Pas de vagues, dont le titre reprend le hashtag dénonçant les violences subies par les enseignants en France, bien que documenté par l’expérience de prof du réalisateur lui-même, assume son statut de film de genre, en l’occurrence le thriller, en faisant le choix de se centrer sur un personnage principal omniprésent, sur lequel se referme peu à peu le piège cauchemardesque d’un harcèlement, dont il est accusé, mais dont il est en réalité, l’unique victime.

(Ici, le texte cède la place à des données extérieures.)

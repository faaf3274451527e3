//! Machine-readable CFG report
//!
//! A serde view of every function's blocks and edges, emitted as JSON by
//! the command-line driver.

use super::function::IrFunction;
use super::module::IrModule;
use super::pretty::{format_quad, PrintContext};
use serde::Serialize;

#[derive(Debug, Clone, PartialEq, Eq, Serialize)]
pub struct CfgReport {
    pub globals: Vec<String>,
    pub functions: Vec<FunctionReport>,
}

#[derive(Debug, Clone, PartialEq, Eq, Serialize)]
pub struct FunctionReport {
    pub name: String,
    pub quad_count: usize,
    pub edge_count: usize,
    pub blocks: Vec<BlockReport>,
}

#[derive(Debug, Clone, PartialEq, Eq, Serialize)]
pub struct BlockReport {
    pub id: u32,
    /// Index of the first quad
    pub first: u32,
    /// Index of the last quad (inclusive)
    pub last: u32,
    pub quads: Vec<String>,
    pub preds: Vec<u32>,
    pub succs: Vec<u32>,
}

impl CfgReport {
    pub fn from_module(module: &IrModule, ctx: &PrintContext<'_>) -> Self {
        Self {
            globals: module.globals.iter().map(|q| format_quad(q, ctx)).collect(),
            functions: module
                .functions
                .iter()
                .map(|f| FunctionReport::from_function(f, ctx))
                .collect(),
        }
    }

    pub fn to_json(&self) -> Result<String, serde_json::Error> {
        serde_json::to_string_pretty(self)
    }
}

impl FunctionReport {
    pub fn from_function(func: &IrFunction, ctx: &PrintContext<'_>) -> Self {
        let blocks = func
            .blocks
            .iter()
            .map(|block| BlockReport {
                id: block.id.as_u32(),
                first: block.first.0,
                last: block.last.0,
                quads: block
                    .quads(&func.quads)
                    .iter()
                    .map(|q| format_quad(q, ctx))
                    .collect(),
                preds: block.preds.iter().map(|b| b.as_u32()).collect(),
                succs: block.succs.iter().map(|b| b.as_u32()).collect(),
            })
            .collect();

        Self {
            name: func.name.clone(),
            quad_count: func.quad_count(),
            edge_count: func.edge_count(),
            blocks,
        }
    }
}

Si la fiction nécessite d’appuyer le trait et ne saurait tenir de l’objectivité d’une enquête sociologique, il n’en est pas moins qu’y est montré avec vraisemblance le mécanisme de la violence que le groupe est capable de faire subir à un individu, lequel, en tant que représentant de l’autorité, est tenu pour responsable de ce qui lui arrive. Quelque chose dérape et le prof se prend de plein fouet, par ricochet, la violence sociale qui frappe ses élèves. Or, cette situation, qui a toujours été le corollaire de la profession, bien qu’elle soit une expérience partagée par des cohortes et des cohortes d’anciens élèves, que nous pouvons être, n’est jamais reconnue par l’institution, qui préfère mettre en cause la victime elle-même, pour ses supposés manquements – ici, l’invitation au Kebab de quelques élèves par leur professeur.
Deux horizons référentiels s’affrontent : celui du prof de Lettres et celui de jeunes de banlieues défavorisées, qui ne reconnaissent plus le sens littéral de certains mots (« fraîche »), ou refusent d’en apprendre d’autres, complexes il est vrai (« astéisme »). Dès lors, le complotisme, fût-il de de cour de récré, parvient à faire basculer l’autorité qui n’a pas suffisamment de crédit, d’assise.
On pourra regretter que le scénario semble par endroits moins travaillé (notamment dans les passages mettant en scène le prof dans son intimité), mais l’expérience de classe et les incompréhensions entre l’adulte et les adolescents est cependant très précisément saisi.
Par ailleurs, la mise est simple, mais le jeu de François Civil impeccable, et la transposition des codes du thriller dans cet environnement scolaire, qui devrait interroger aujourd’hui davantage l’ensemble de notre société, est intense.